4. Bij de beoordeling stelt de rechtbank voorop dat het aan verweerder is om naar aanleiding van een aanvraag voor een militair invaliditeitspensioen medisch onderzoek te laten uitvoeren en op basis daarvan een beoordeling te verrichten van de invaliditeit van de aanvrager en het verband met de dienst. Als verweerder op grond van het medisch onderzoek concludeert dat geen sprake is van invaliditeit met dienstverband, ligt het vervolgens op de weg van eiser om de conclusies van de door verweerder gevolgde medische advisering gemotiveerd in twijfel te trekken. Het is dus aan eiser om twijfel te zaaien over de conclusie van verweerder dat van invaliditeit met dienstverband in zijn geval geen sprake is.
5. De rechtbank constateert dat verweerder bij het bestreden besluit op basis van de medische rapportage van 23 september 2019 heeft geconcludeerd dat de PTSS is veroorzaakt door het pestgedrag en de mishandeling door collega’s.

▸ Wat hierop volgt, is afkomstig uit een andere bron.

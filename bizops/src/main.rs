//! BizOps - Business Operations Copilot
//!
//! CLI entry point for chat, strategy plans, document analysis and the
//! executive dashboard.

use std::fs;
use std::io::Read;
use std::path::{Path, PathBuf};
use std::process::ExitCode;
use std::sync::Arc;

use clap::Parser;
use colored::Colorize;
use eyre::{Context, Result, eyre};
use tracing::{info, warn};

use bizops::chat::ChatSession;
use bizops::cli::{Cli, Command, OutputFormat};
use bizops::config::Config;
use bizops::copilot::{ConversationManager, DocumentAnalyzer, PlanRequester};
use bizops::dashboard::Dashboard;
use bizops::llm::{LlmClient, create_client};
use bizops::prompts::PromptLoader;
use bizops::render;

fn setup_logging(level: Option<&str>) -> Result<()> {
    let log_dir = dirs::data_local_dir()
        .unwrap_or_else(|| PathBuf::from("."))
        .join("bizops")
        .join("logs");

    fs::create_dir_all(&log_dir).context("Failed to create log directory")?;

    // Write to log file, not stdout/stderr
    let requested = level.unwrap_or("info");
    let (level, known) = match requested.parse::<tracing::Level>() {
        Ok(level) => (level, true),
        Err(_) => (tracing::Level::INFO, false),
    };
    let log_file = fs::File::create(log_dir.join("bizops.log")).context("Failed to create log file")?;

    tracing_subscriber::fmt()
        .with_writer(log_file)
        .with_ansi(false)
        .with_env_filter(tracing_subscriber::EnvFilter::from_default_env().add_directive(level.into()))
        .init();

    if !known {
        warn!("Unknown log level '{}', using info", requested);
    }
    info!("Logging initialized (level: {})", level);
    Ok(())
}

#[tokio::main]
async fn main() -> Result<ExitCode> {
    let cli = Cli::parse();

    let log_level = cli
        .log_level
        .clone()
        .or_else(|| Config::load_log_level(cli.config.as_ref()));
    setup_logging(log_level.as_deref()).context("Failed to setup logging")?;

    let config = Config::load(cli.config.as_ref()).context("Failed to load configuration")?;

    info!(
        "BizOps loaded config: provider={}, model={}",
        config.llm.provider, config.llm.model
    );

    match cli.command {
        Command::Chat => cmd_chat(&config).await,
        Command::Ask { message } => cmd_ask(&config, &message).await,
        Command::Plan { goal, format } => cmd_plan(&config, &goal, format).await,
        Command::Analyze { file } => cmd_analyze(&config, file.as_deref()).await,
        Command::Dashboard { format } => cmd_dashboard(format),
    }
}

/// Reject blank input before any client is created
///
/// Only the check is whitespace-insensitive; the text is passed on as given.
fn require_input<'a>(value: &'a str, what: &str) -> Result<&'a str> {
    if value.trim().is_empty() {
        return Err(eyre!("{} must not be empty", what));
    }
    Ok(value)
}

fn build_client(config: &Config) -> Result<Arc<dyn LlmClient>> {
    create_client(&config.llm).context("Failed to create LLM client")
}

fn build_prompts(config: &Config) -> Arc<PromptLoader> {
    Arc::new(PromptLoader::new(config.prompts.dir.as_deref()))
}

/// Print a component failure and signal a non-zero exit
fn report_failure(message: impl std::fmt::Display) -> ExitCode {
    eprintln!("{}", message.to_string().red());
    ExitCode::FAILURE
}

/// Run the interactive chat
async fn cmd_chat(config: &Config) -> Result<ExitCode> {
    let manager = ConversationManager::new(build_client(config)?, build_prompts(config));
    let mut session = ChatSession::new(manager);
    session.run().await?;
    Ok(ExitCode::SUCCESS)
}

/// Ask a single question
async fn cmd_ask(config: &Config, message: &str) -> Result<ExitCode> {
    let message = require_input(message, "Message")?;
    let manager = ConversationManager::new(build_client(config)?, build_prompts(config));

    match manager.send_turn(message, &[]).await {
        Ok(reply) => {
            print!("{}", render::render_markdown(&reply));
            Ok(ExitCode::SUCCESS)
        }
        Err(e) => Ok(report_failure(e)),
    }
}

/// Generate a strategy plan
async fn cmd_plan(config: &Config, goal: &str, format: OutputFormat) -> Result<ExitCode> {
    let goal = require_input(goal, "Goal")?;
    let requester = PlanRequester::new(build_client(config)?, build_prompts(config));

    // stderr keeps `--format json` output parseable
    eprintln!("{}", "Generating strategy...".dimmed());
    match requester.generate_plan(goal).await {
        Ok(plan) => {
            match format {
                OutputFormat::Json => println!("{}", serde_json::to_string_pretty(&plan)?),
                OutputFormat::Text => print!("{}", render::render_plan(&plan)),
            }
            Ok(ExitCode::SUCCESS)
        }
        Err(e) => Ok(report_failure(e)),
    }
}

fn read_document(file: Option<&Path>) -> Result<String> {
    match file {
        Some(path) if path != Path::new("-") => {
            fs::read_to_string(path).context(format!("Failed to read {}", path.display()))
        }
        _ => {
            let mut document = String::new();
            std::io::stdin()
                .read_to_string(&mut document)
                .context("Failed to read document from stdin")?;
            Ok(document)
        }
    }
}

/// Analyze a document from a file or stdin
async fn cmd_analyze(config: &Config, file: Option<&Path>) -> Result<ExitCode> {
    let document = read_document(file)?;
    let document = require_input(&document, "Document")?;
    let analyzer = DocumentAnalyzer::new(build_client(config)?, build_prompts(config));

    match analyzer.analyze_text(document).await {
        Ok(analysis) => {
            print!("{}", render::render_markdown(&analysis));
            Ok(ExitCode::SUCCESS)
        }
        Err(e) => Ok(report_failure(e)),
    }
}

/// Show the executive overview
fn cmd_dashboard(format: OutputFormat) -> Result<ExitCode> {
    let dashboard = Dashboard::sample();
    match format {
        OutputFormat::Json => println!("{}", serde_json::to_string_pretty(&dashboard)?),
        OutputFormat::Text => print!("{}", render::render_dashboard(&dashboard)),
    }
    Ok(ExitCode::SUCCESS)
}

#[cfg(test)]
mod tests {
    use super::*;

    #[test]
    fn test_require_input_keeps_original_text() {
        let document = "  Q3 notes\n\n  - churn up 2%\n";
        assert_eq!(require_input(document, "Document").unwrap(), document);
    }

    #[test]
    fn test_require_input_rejects_blank() {
        let err = require_input(" \n\t", "Goal").unwrap_err();
        assert_eq!(err.to_string(), "Goal must not be empty");
    }
}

Deze kunnen volgens verweerder niet worden aangemerkt als uitoefening van de militaire dienst als bedoeld in het Besluit. De rechtbank volgt deze redenering niet. In de medische rapportage van 23 september 2019 wordt immers geconcludeerd dat de militaire dienst een geringe rol kan hebben gespeeld bij het ontstaan, tot uiting komen of blijvend verergeren van de PTSS. Deze aandoening wordt volgens K. in belangrijke mate verklaard door traumatische ervaringen in de privésfeer en niet door ervaringen in Bosnië. Dit betekent dat het bestreden besluit niet deugdelijk is gemotiveerd. Het beroep is gegrond en het bestreden besluit zal worden vernietigd.
6. De rechtbank ziet echter aanleiding de rechtsgevolgen van het bestreden besluit in stand te laten. Aangezien uit de medische rapportage van 23 september 2019 blijkt dat de PTSS in belangrijke mate wordt verklaard door traumatische ervaringen in de privésfeer, heeft verweerder op basis van deze rapportage kunnen concluderen dat er geen sprake is van invaliditeit met dienstverband. In hetgeen eiser heeft aangevoerd, ziet de rechtbank geen aanleiding te twijfelen aan deze medische rapportage. Zoals uiteen is gezet door verzekeringsarts Ko., is het omgaan met gevaarlijk materiaal en het rijden onder moeilijke omstandigheden met inadequaat uitgeruste voertuigen, reeds in het onderzoek door K. betrokken. Desondanks is de conclusie van K. geweest dat van invaliditeit met dienstverband geen sprake is. Daarom heeft verweerder in de medische rapportage van T. geen aanleiding hoeven zien een nadere psychiatrische expertise uit te zetten. De rechtbank concludeert dat verweerder de aanvraag van eiser af heeft kunnen wijzen onder verwijzing naar de medische rapportage van K. van 23 september 2019.
7. Nu vaststaat dat er geen sprake is van invaliditeit met dienstverband omdat de PTSS moet worden verklaard door traumatische ervaringen in de privésfeer, komt de rechtbank niet toe aan de vraag of de door eiser genoemde pesterijen onder de uitoefening van de militaire dienst als bedoeld in het Besluit vallen.
8. Omdat het beroep gegrond is, moet verweerder de proceskosten van eiser vergoeden. Deze kosten stelt de rechtbank vast op € 1.518,- (1 punt voor het beroepschrift en 1 punt voor de zitting, met een waarde per punt van € 759,- en een wegingsfactor 1). Daarnaast dient verweerder het door eiser betaalde griffierecht van € 49,- te vergoeden.